GOAL OF THE EXERCISE: Could you reproduce the lines below from the one with "handles.push(handle);" through the one with "the (contestant, problem)"? Keep both ends and add nothing.

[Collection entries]
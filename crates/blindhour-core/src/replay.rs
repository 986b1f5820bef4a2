//! Standings replay: fold a submission log into a ranked scoreboard as of
//! a cutoff time.
//!
//! Pure function over its inputs. Every structure built here is local to
//! one call.

use std::collections::{BTreeMap, HashMap};

use crate::scoring::{ProblemState, rank_in_place};
use crate::snapshot::RankedContestant;
use crate::types::{
    ContestantRow, ParticipantType, ProblemResult, ProblemSet, ProblemSlot, Submission,
};

/// Official contestants in first-appearance order of the source rows.
pub(crate) struct Roster<'a> {
    handles: Vec<&'a str>,
    positions: HashMap<&'a str, usize>,
}

impl<'a> Roster<'a> {
    pub fn from_rows(rows: &'a [ContestantRow]) -> Self {
        let mut handles = Vec::with_capacity(rows.len());
        let mut positions = HashMap::with_capacity(rows.len());
        for row in rows {
            let handle = row.handle.as_str();
            if !positions.contains_key(handle) {
                positions.insert(handle, handles.len());
                handles.push(handle);
            }
        }
        Self { handles, positions }
    }

    pub fn len(&self) -> usize {
        self.handles.len()
    }

    pub fn handle(&self, position: usize) -> &'a str {
        self.handles[position]
    }

    fn position(&self, handle: &str) -> Option<usize> {
        self.positions.get(handle).copied()
    }
}

/// Locate the (contestant, problem) cell a submission affects, or `None`
/// when the submission must not touch the standings: unofficial author,
/// non-contestant participation, ignored verdict, or unknown problem.
pub(crate) fn admit(
    sub: &Submission,
    roster: &Roster<'_>,
    problems: &ProblemSet,
) -> Option<(usize, ProblemSlot)> {
    let who = roster.position(&sub.handle)?;
    if sub.participant_type != ParticipantType::Contestant || sub.verdict.is_ignored() {
        return None;
    }
    let slot = problems.slot(&sub.problem_index)?;
    Some((who, slot))
}

/// The log in ascending time order; equal timestamps keep log order.
pub(crate) fn chronological(submissions: &[Submission]) -> Vec<&Submission> {
    let mut ordered: Vec<&Submission> = submissions.iter().collect();
    ordered.sort_by_key(|s| s.relative_time_seconds);
    ordered
}

/// Scoreboard as of `cutoff_seconds` (inclusive).
///
/// Every official handle appears, including those with no submissions.
/// Submissions for problems outside `problems` are dropped.
pub fn standings_at(
    submissions: &[Submission],
    rows: &[ContestantRow],
    problems: &ProblemSet,
    cutoff_seconds: u64,
) -> Vec<RankedContestant> {
    let roster = Roster::from_rows(rows);
    let mut grid = vec![vec![ProblemState::default(); problems.len()]; roster.len()];

    for sub in chronological(submissions) {
        if sub.relative_time_seconds > cutoff_seconds {
            break;
        }
        if let Some((who, slot)) = admit(sub, &roster, problems) {
            grid[who][slot.get()].apply(sub);
        }
    }

    let mut standings: Vec<RankedContestant> = grid
        .iter()
        .enumerate()
        .map(|(who, cells)| summarize(roster.handle(who), cells, problems))
        .collect();
    rank_in_place(&mut standings, |c| (c.solved, c.penalty), |c, rank| c.rank = rank);
    standings
}

fn summarize(handle: &str, cells: &[ProblemState], problems: &ProblemSet) -> RankedContestant {
    let mut solved = 0;
    let mut penalty = 0;
    let mut problem_results = BTreeMap::new();
    for (slot, problem) in problems.iter() {
        let cell = cells[slot.get()];
        if cell.solved {
            solved += 1;
            penalty += cell.penalty();
        }
        problem_results.insert(
            problem.index.clone(),
            ProblemResult {
                solved: cell.solved,
                time: cell.time,
                rejected_attempts: cell.rejected,
            },
        );
    }
    RankedContestant {
        handle: handle.to_string(),
        rank: 0,
        solved,
        penalty,
        problem_results,
    }
}

#[cfg(test)]
mod tests {
    use super::*;
    use crate::types::{Problem, Verdict};

    fn row(handle: &str) -> ContestantRow {
        ContestantRow {
            handle: handle.into(),
            rank: 0,
            points: 0.0,
            penalty: 0,
            problem_results: BTreeMap::new(),
        }
    }

    fn sub(handle: &str, problem: &str, verdict: Verdict, t: u64) -> Submission {
        Submission {
            submission_id: t,
            handle: handle.into(),
            participant_type: ParticipantType::Contestant,
            problem_index: problem.into(),
            verdict,
            relative_time_seconds: t,
            passed_test_count: Some(1),
        }
    }

    fn problems() -> ProblemSet {
        ProblemSet::new(vec![Problem::new("A", "Alpha"), Problem::new("B", "Beta")])
    }

    #[test]
    fn silent_contestant_still_listed() {
        let rows = vec![row("busy"), row("quiet")];
        let subs = vec![sub("busy", "A", Verdict::Ok, 60)];
        let standings = standings_at(&subs, &rows, &problems(), 10_000);
        assert_eq!(standings.len(), 2);
        let quiet = standings.iter().find(|c| c.handle == "quiet").expect("listed");
        assert_eq!((quiet.solved, quiet.penalty, quiet.rank), (0, 0, 2));
        assert_eq!(quiet.problem_results.len(), 2);
    }

    #[test]
    fn unofficial_and_practice_submissions_are_skipped() {
        let rows = vec![row("official")];
        let mut practice = sub("official", "A", Verdict::Ok, 30);
        practice.participant_type = ParticipantType::Practice;
        let subs = vec![practice, sub("stranger", "A", Verdict::Ok, 40)];
        let standings = standings_at(&subs, &rows, &problems(), 10_000);
        assert_eq!(standings.len(), 1);
        assert_eq!(standings[0].solved, 0);
    }

    #[test]
    fn unknown_problem_is_dropped() {
        let rows = vec![row("u")];
        let subs = vec![sub("u", "Z", Verdict::Ok, 30), sub("u", "B", Verdict::Ok, 90)];
        let standings = standings_at(&subs, &rows, &problems(), 10_000);
        assert_eq!(standings[0].solved, 1);
        assert!(!standings[0].problem_results.contains_key(&crate::types::ProblemIndex::new("Z")));
    }

    #[test]
    fn ignored_verdicts_do_not_count() {
        let rows = vec![row("u")];
        let subs = vec![
            sub("u", "A", Verdict::CompilationError, 10),
            sub("u", "A", Verdict::Hacked, 20),
            sub("u", "A", Verdict::Ok, 120),
        ];
        let standings = standings_at(&subs, &rows, &problems(), 10_000);
        assert_eq!(standings[0].penalty, 2);
        assert_eq!(standings[0].result("A").map(|r| r.rejected_attempts), Some(0));
    }

    #[test]
    fn unsorted_log_is_replayed_chronologically() {
        let rows = vec![row("u")];
        let subs = vec![
            sub("u", "A", Verdict::Ok, 600),
            sub("u", "A", Verdict::WrongAnswer, 300),
        ];
        let standings = standings_at(&subs, &rows, &problems(), 10_000);
        assert_eq!(standings[0].penalty, 30);
    }

    #[test]
    fn cutoff_is_inclusive() {
        let rows = vec![row("u")];
        let subs = vec![sub("u", "A", Verdict::Ok, 120)];
        assert_eq!(standings_at(&subs, &rows, &problems(), 119)[0].solved, 0);
        assert_eq!(standings_at(&subs, &rows, &problems(), 120)[0].solved, 1);
    }

    #[test]
    fn duplicate_rows_collapse_to_one_contestant() {
        let rows = vec![row("u"), row("u")];
        let standings = standings_at(&[], &rows, &problems(), 0);
        assert_eq!(standings.len(), 1);
    }
}
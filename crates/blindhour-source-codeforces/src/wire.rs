//! Codeforces API payloads and their conversion into core types.
//!
//! Only the fields the scoreboard needs are decoded; everything else in
//! the API objects is ignored.

use std::collections::BTreeMap;

use serde::Deserialize;

use blindhour_core::types::{
    ContestMeta, ContestStatus, ContestantRow, ParticipantType, Problem, ProblemIndex,
    ProblemResult, ProblemSet, StandingsData, Submission, Verdict,
};

/// `{"status": "OK", "result": ...}` or `{"status": "FAILED", "comment": ...}`.
#[derive(Debug, Deserialize)]
#[serde(tag = "status")]
pub enum Envelope<T> {
    #[serde(rename = "OK")]
    Ok { result: T },
    #[serde(rename = "FAILED")]
    Failed {
        #[serde(default)]
        comment: String,
    },
}

#[derive(Debug, Deserialize)]
#[serde(rename_all = "camelCase")]
pub struct Contest {
    pub id: u64,
    pub name: String,
    #[serde(default)]
    pub phase: ContestStatus,
    #[serde(default)]
    pub duration_seconds: u64,
    /// Negative before the contest starts.
    #[serde(default)]
    pub relative_time_seconds: Option<i64>,
}

#[derive(Debug, Deserialize)]
pub struct WireProblem {
    pub index: String,
    #[serde(default)]
    pub name: String,
}

#[derive(Debug, Deserialize)]
pub struct Member {
    pub handle: String,
}

#[derive(Debug, Deserialize)]
#[serde(rename_all = "camelCase")]
pub struct Party {
    #[serde(default)]
    pub members: Vec<Member>,
    #[serde(default)]
    pub participant_type: ParticipantType,
    #[serde(default)]
    pub team_name: Option<String>,
}

impl Party {
    /// Team name if present, else the first member, else `"unknown"`.
    pub fn display_handle(&self) -> String {
        if let Some(team) = self.team_name.as_deref().filter(|t| !t.is_empty()) {
            return team.to_string();
        }
        self.members
            .first()
            .map_or_else(|| "unknown".to_string(), |m| m.handle.clone())
    }
}

#[derive(Debug, Deserialize)]
#[serde(rename_all = "camelCase")]
pub struct WireProblemResult {
    #[serde(default)]
    pub points: f64,
    #[serde(default)]
    pub rejected_attempt_count: u32,
    #[serde(default)]
    pub best_submission_time_seconds: Option<u64>,
}

impl From<&WireProblemResult> for ProblemResult {
    fn from(r: &WireProblemResult) -> Self {
        Self {
            solved: r.points > 0.0,
            time: r.best_submission_time_seconds.unwrap_or(0),
            rejected_attempts: r.rejected_attempt_count,
        }
    }
}

#[derive(Debug, Deserialize)]
#[serde(rename_all = "camelCase")]
pub struct Row {
    pub party: Party,
    pub rank: u32,
    #[serde(default)]
    pub points: f64,
    #[serde(default)]
    pub penalty: u64,
    #[serde(default)]
    pub problem_results: Vec<WireProblemResult>,
}

/// One page of `contest.standings`.
#[derive(Debug, Deserialize)]
pub struct StandingsPage {
    pub contest: Contest,
    #[serde(default)]
    pub problems: Vec<WireProblem>,
    #[serde(default)]
    pub rows: Vec<Row>,
}

#[derive(Debug, Deserialize)]
#[serde(rename_all = "camelCase")]
pub struct WireSubmission {
    pub id: u64,
    #[serde(default)]
    pub relative_time_seconds: i64,
    pub problem: WireProblem,
    pub author: Party,
    /// Absent while the submission is still queued.
    #[serde(default)]
    pub verdict: Option<Verdict>,
    #[serde(default)]
    pub passed_test_count: Option<u32>,
}

impl From<WireSubmission> for Submission {
    fn from(s: WireSubmission) -> Self {
        Self {
            submission_id: s.id,
            handle: s.author.display_handle(),
            participant_type: s.author.participant_type,
            problem_index: ProblemIndex::new(s.problem.index),
            verdict: s.verdict.unwrap_or(Verdict::Testing),
            relative_time_seconds: u64::try_from(s.relative_time_seconds).unwrap_or(0),
            passed_test_count: s.passed_test_count,
        }
    }
}

impl From<Contest> for ContestMeta {
    fn from(c: Contest) -> Self {
        Self {
            id: c.id,
            name: c.name,
            duration_seconds: c.duration_seconds,
            status: c.phase,
            relative_time_seconds: c
                .relative_time_seconds
                .map(|t| u64::try_from(t).unwrap_or(0)),
        }
    }
}

/// Assemble the pages of one standings fetch.
///
/// `problemResults` are positional; a result past the end of the problem
/// list is keyed by its position.
pub fn assemble_standings(contest: Contest, problems: Vec<WireProblem>, rows: Vec<Row>) -> StandingsData {
    let problems = ProblemSet::new(
        problems
            .into_iter()
            .map(|p| Problem::new(p.index, p.name))
            .collect(),
    );
    let rows = rows
        .into_iter()
        .map(|row| {
            let problem_results: BTreeMap<ProblemIndex, ProblemResult> = row
                .problem_results
                .iter()
                .enumerate()
                .map(|(i, r)| {
                    let index = problems
                        .as_slice()
                        .get(i)
                        .map_or_else(|| ProblemIndex::new(i.to_string()), |p| p.index.clone());
                    (index, ProblemResult::from(r))
                })
                .collect();
            ContestantRow {
                handle: row.party.display_handle(),
                rank: row.rank,
                points: row.points,
                penalty: row.penalty,
                problem_results,
            }
        })
        .collect();

    StandingsData {
        contest: contest.into(),
        problems,
        rows,
    }
}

EXPECTED ANSWER:
                handles.push(handle);
            }
        }
        Self { handles, positions }
    }

    pub fn len(&self) -> usize {
        self.handles.len()
    }

    pub fn handle(&self, position: usize) -> &'a str {
        self.handles[position]
    }

    fn position(&self, handle: &str) -> Option<usize> {
        self.positions.get(handle).copied()
    }
}

/// Locate the (contestant, problem) cell a submission affects, or `None`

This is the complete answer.